[[ DATASET ENTRIES, beginning ]]

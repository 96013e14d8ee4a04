//! Common test utilities for the Bifrost integration tests

#![allow(dead_code)] // These functions are used by various test files

use async_trait::async_trait;
use bifrost::EngineConfig;
use bifrost::server::{CommandOutput, CommandRunner};
use parking_lot::Mutex;
use std::collections::{HashMap, VecDeque};
use std::path::Path;
use std::sync::Arc;
use std::time::Duration;

/// Test TSIG secret
pub const TEST_SECRET: &str = "2lbBTtsg0ybmdBrtbc5o4oJ8MaZ6fcYiP28B/GrNpEk=";

/// One call made through the mock runner
#[derive(Debug, Clone, PartialEq, Eq)]
pub struct Invocation {
    pub program: String,
    pub args: Vec<String>,
    pub stdin: Option<String>,
}

enum Reply {
    Output(CommandOutput),
    SpawnError(String),
    Delayed(Duration, CommandOutput),
}

/// Command runner answering from per-program queues
///
/// Programs with an empty queue succeed with no output.
#[derive(Default)]
pub struct MockRunner {
    replies: Mutex<HashMap<String, VecDeque<Reply>>>,
    invocations: Mutex<Vec<Invocation>>,
}

impl MockRunner {
    pub fn new() -> Arc<Self> {
        Arc::new(Self::default())
    }

    /// Queue the next output for `program`
    pub fn push(&self, program: &str, output: CommandOutput) {
        self.queue(program, Reply::Output(output));
    }

    /// Queue a failure to start `program`
    pub fn push_spawn_error(&self, program: &str, message: &str) {
        self.queue(program, Reply::SpawnError(message.to_string()));
    }

    /// Queue an output delivered after `delay`
    pub fn push_delayed(&self, program: &str, delay: Duration, output: CommandOutput) {
        self.queue(program, Reply::Delayed(delay, output));
    }

    fn queue(&self, program: &str, reply: Reply) {
        self.replies
            .lock()
            .entry(program.to_string())
            .or_default()
            .push_back(reply);
    }

    pub fn invocations(&self) -> Vec<Invocation> {
        self.invocations.lock().clone()
    }

    pub fn invocations_of(&self, program: &str) -> Vec<Invocation> {
        self.invocations
            .lock()
            .iter()
            .filter(|i| i.program == program)
            .cloned()
            .collect()
    }
}

#[async_trait]
impl CommandRunner for MockRunner {
    async fn run(
        &self,
        program: &str,
        args: &[String],
        stdin: Option<&str>,
    ) -> std::io::Result<CommandOutput> {
        self.invocations.lock().push(Invocation {
            program: program.to_string(),
            args: args.to_vec(),
            stdin: stdin.map(str::to_string),
        });

        let reply = self
            .replies
            .lock()
            .get_mut(program)
            .and_then(|queue| queue.pop_front());

        match reply {
            None => Ok(CommandOutput::ok("")),
            Some(Reply::Output(output)) => Ok(output),
            Some(Reply::SpawnError(message)) => Err(std::io::Error::new(
                std::io::ErrorKind::NotFound,
                message,
            )),
            Some(Reply::Delayed(delay, output)) => {
                tokio::time::sleep(delay).await;
                Ok(output)
            }
        }
    }
}

/// Configuration rooted in `dir`, with an existing key file
pub fn test_config(dir: &Path) -> EngineConfig {
    let key_file = dir.join("ddns.key");
    std::fs::write(
        &key_file,
        format!(
            "key \"ddns-key\" {{\n    algorithm hmac-sha256;\n    secret \"{}\";\n}};\n",
            TEST_SECRET
        ),
    )
    .unwrap();

    EngineConfig {
        server_host: "127.0.0.1".to_string(),
        server_port: 53,
        key_file,
        key_name: Some("ddns-key".to_string()),
        named_conf: dir.join("named.conf.local"),
        zone_dir: dir.join("zones"),
        key_dir: dir.join("keys"),
        ..Default::default()
    }
}

/// Write key `name` into `key_dir` the way the key store lays it out
pub fn store_key(key_dir: &Path, name: &str) {
    std::fs::create_dir_all(key_dir).unwrap();
    std::fs::write(
        key_dir.join(format!("{}.key", name)),
        format!(
            "key \"{}\" {{\n    algorithm hmac-sha256;\n    secret \"{}\";\n}};\n",
            name, TEST_SECRET
        ),
    )
    .unwrap();
}

/// Minimal SOA-bearing zone file
pub fn zone_file(zone: &str, serial: u32) -> String {
    format!(
        "$TTL 3600\n$ORIGIN {zone}.\n@\tIN\tSOA\tns1.{zone}. admin.{zone}. {serial} 3600 900 604800 86400\n@\tIN\tNS\tns1.{zone}.\n"
    )
}

/// Query tool output for an AXFR of `zone`
pub fn axfr_output(zone: &str, serial: u32, body: &[&str]) -> String {
    let soa = format!(
        "{zone}.\t3600\tIN\tSOA\tns1.{zone}. admin.{zone}. {serial} 3600 900 604800 86400"
    );
    let mut output = format!("; <<>> DiG 9.18.24 <<>> {zone} AXFR\n;; global options: +cmd\n{soa}\n");
    output.push_str(&format!("{zone}.\t3600\tIN\tNS\tns1.{zone}.\n"));
    for line in body {
        output.push_str(line);
        output.push('\n');
    }
    output.push_str(&soa);
    output.push_str("\n;; Query time: 2 msec\n");
    output
}
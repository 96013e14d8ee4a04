pub mod config;
pub mod dynamic_update;
pub mod error;
pub mod manager;
pub mod record;
pub mod server;
pub mod zone;

pub use config::EngineConfig;
pub use error::{BifrostError, ConfigError, Result};
pub use manager::{SoaUpdate, ZoneManager, ZoneSpec};
pub use record::{Record, RecordData, RecordType};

[[ DATASET ENTRIES, end ]]

Only an exact copy of the entries above will do.

repository 96013e14d8ee4a04
//! Common test utilities for the Bifrost integration tests

#![allow(dead_code)] // These functions are used by various test files

use async_trait::async_trait;
use bifrost::EngineConfig;
use bifrost::server::{CommandOutput, CommandRunner};
use parking_lot::Mutex;
use std::collections::{HashMap, VecDeque};
use std::path::Path;
use std::sync::Arc;
use std::time::Duration;

/// Test TSIG secret
pub const TEST_SECRET: &str = "2lbBTtsg0ybmdBrtbc5o4oJ8MaZ6fcYiP28B/GrNpEk=";

/// One call made through the mock runner
#[derive(Debug, Clone, PartialEq, Eq)]
pub struct Invocation {
    pub program: String,
    pub args: Vec<String>,
    pub stdin: Option<String>,
}

enum Reply {
    Output(CommandOutput),
    SpawnError(String),
    Delayed(Duration, CommandOutput),
}

/// Command runner answering from per-program queues
///
/// Programs with an empty queue succeed with no output.
#[derive(Default)]
pub struct MockRunner {
    replies: Mutex<HashMap<String, VecDeque<Reply>>>,
    invocations: Mutex<Vec<Invocation>>,
}

impl MockRunner {
    pub fn new() -> Arc<Self> {
        Arc::new(Self::default())
    }

    /// Queue the next output for `program`
    pub fn push(&self, program: &str, output: CommandOutput) {
        self.queue(program, Reply::Output(output));
    }

    /// Queue a failure to start `program`
    pub fn push_spawn_error(&self, program: &str, message: &str) {
        self.queue(program, Reply::SpawnError(message.to_string()));
    }

    /// Queue an output delivered after `delay`
    pub fn push_delayed(&self, program: &str, delay: Duration, output: CommandOutput) {
        self.queue(program, Reply::Delayed(delay, output));
    }

    fn queue(&self, program: &str, reply: Reply) {
        self.replies
            .lock()
            .entry(program.to_string())
            .or_default()
            .push_back(reply);
    }

    pub fn invocations(&self) -> Vec<Invocation> {
        self.invocations.lock().clone()
    }

    pub fn invocations_of(&self, program: &str) -> Vec<Invocation> {
        self.invocations
            .lock()
            .iter()
            .filter(|i| i.program == program)
            .cloned()
            .collect()
    }
}

#[async_trait]
impl CommandRunner for MockRunner {
    async fn run(
        &self,
        program: &str,
        args: &[String],
        stdin: Option<&str>,
    ) -> std::io::Result<CommandOutput> {
        self.invocations.lock().push(Invocation {
            program: program.to_string(),
            args: args.to_vec(),
            stdin: stdin.map(str::to_string),
        });

        let reply = self
            .replies
            .lock()
            .get_mut(program)
            .and_then(|queue| queue.pop_front());

        match reply {
            None => Ok(CommandOutput::ok("")),
            Some(Reply::Output(output)) => Ok(output),
            Some(Reply::SpawnError(message)) => Err(std::io::Error::new(
                std::io::ErrorKind::NotFound,
                message,
            )),
            Some(Reply::Delayed(delay, output)) => {
                tokio::time::sleep(delay).await;
                Ok(output)
            }
        }
    }
}

/// Configuration rooted in `dir`, with an existing key file
pub fn test_config(dir: &Path) -> EngineConfig {
    let key_file = dir.join("ddns.key");
    std::fs::write(
        &key_file,
        format!(
            "key \"ddns-key\" {{\n    algorithm hmac-sha256;\n    secret \"{}\";\n}};\n",
            TEST_SECRET
        ),
    )
    .unwrap();

    EngineConfig {
        server_host: "127.0.0.1".to_string(),
        server_port: 53,
        key_file,
        key_name: Some("ddns-key".to_string()),
        named_conf: dir.join("named.conf.local"),
        zone_dir: dir.join("zones"),
        key_dir: dir.join("keys"),
        ..Default::default()
    }
}

/// Write key `name` into `key_dir` the way the key store lays it out
pub fn store_key(key_dir: &Path, name: &str) {
    std::fs::create_dir_all(key_dir).unwrap();
    std::fs::write(
        key_dir.join(format!("{}.key", name)),
        format!(
            "key \"{}\" {{\n    algorithm hmac-sha256;\n    secret \"{}\";\n}};\n",
            name, TEST_SECRET
        ),
    )
    .unwrap();
}

/// Minimal SOA-bearing zone file
pub fn zone_file(zone: &str, serial: u32) -> String {
    format!(
        "$TTL 3600\n$ORIGIN {zone}.\n@\tIN\tSOA\tns1.{zone}. admin.{zone}. {serial} 3600 900 604800 86400\n@\tIN\tNS\tns1.{zone}.\n"
    )
}

/// Query tool output for an AXFR of `zone`
pub fn axfr_output(zone: &str, serial: u32, body: &[&str]) -> String {
    let soa = format!(
        "{zone}.\t3600\tIN\tSOA\tns1.{zone}. admin.{zone}. {serial} 3600 900 604800 86400"
    );
    let mut output = format!("; <<>> DiG 9.18.24 <<>> {zone} AXFR\n;; global options: +cmd\n{soa}\n");
    output.push_str(&format!("{zone}.\t3600\tIN\tNS\tns1.{zone}.\n"));
    for line in body {
        output.push_str(line);
        output.push('\n');
    }
    output.push_str(&soa);
    output.push_str("\n;; Query time: 2 msec\n");
    output
}
repository 96013e14d8ee4a04
pub mod config;
pub mod dynamic_update;
pub mod error;
pub mod manager;
pub mod record;
pub mod server;
pub mod zone;

pub use config::EngineConfig;
pub use error::{BifrostError, ConfigError, Result};
pub use manager::{SoaUpdate, ZoneManager, ZoneSpec};
pub use record::{Record, RecordData, RecordType};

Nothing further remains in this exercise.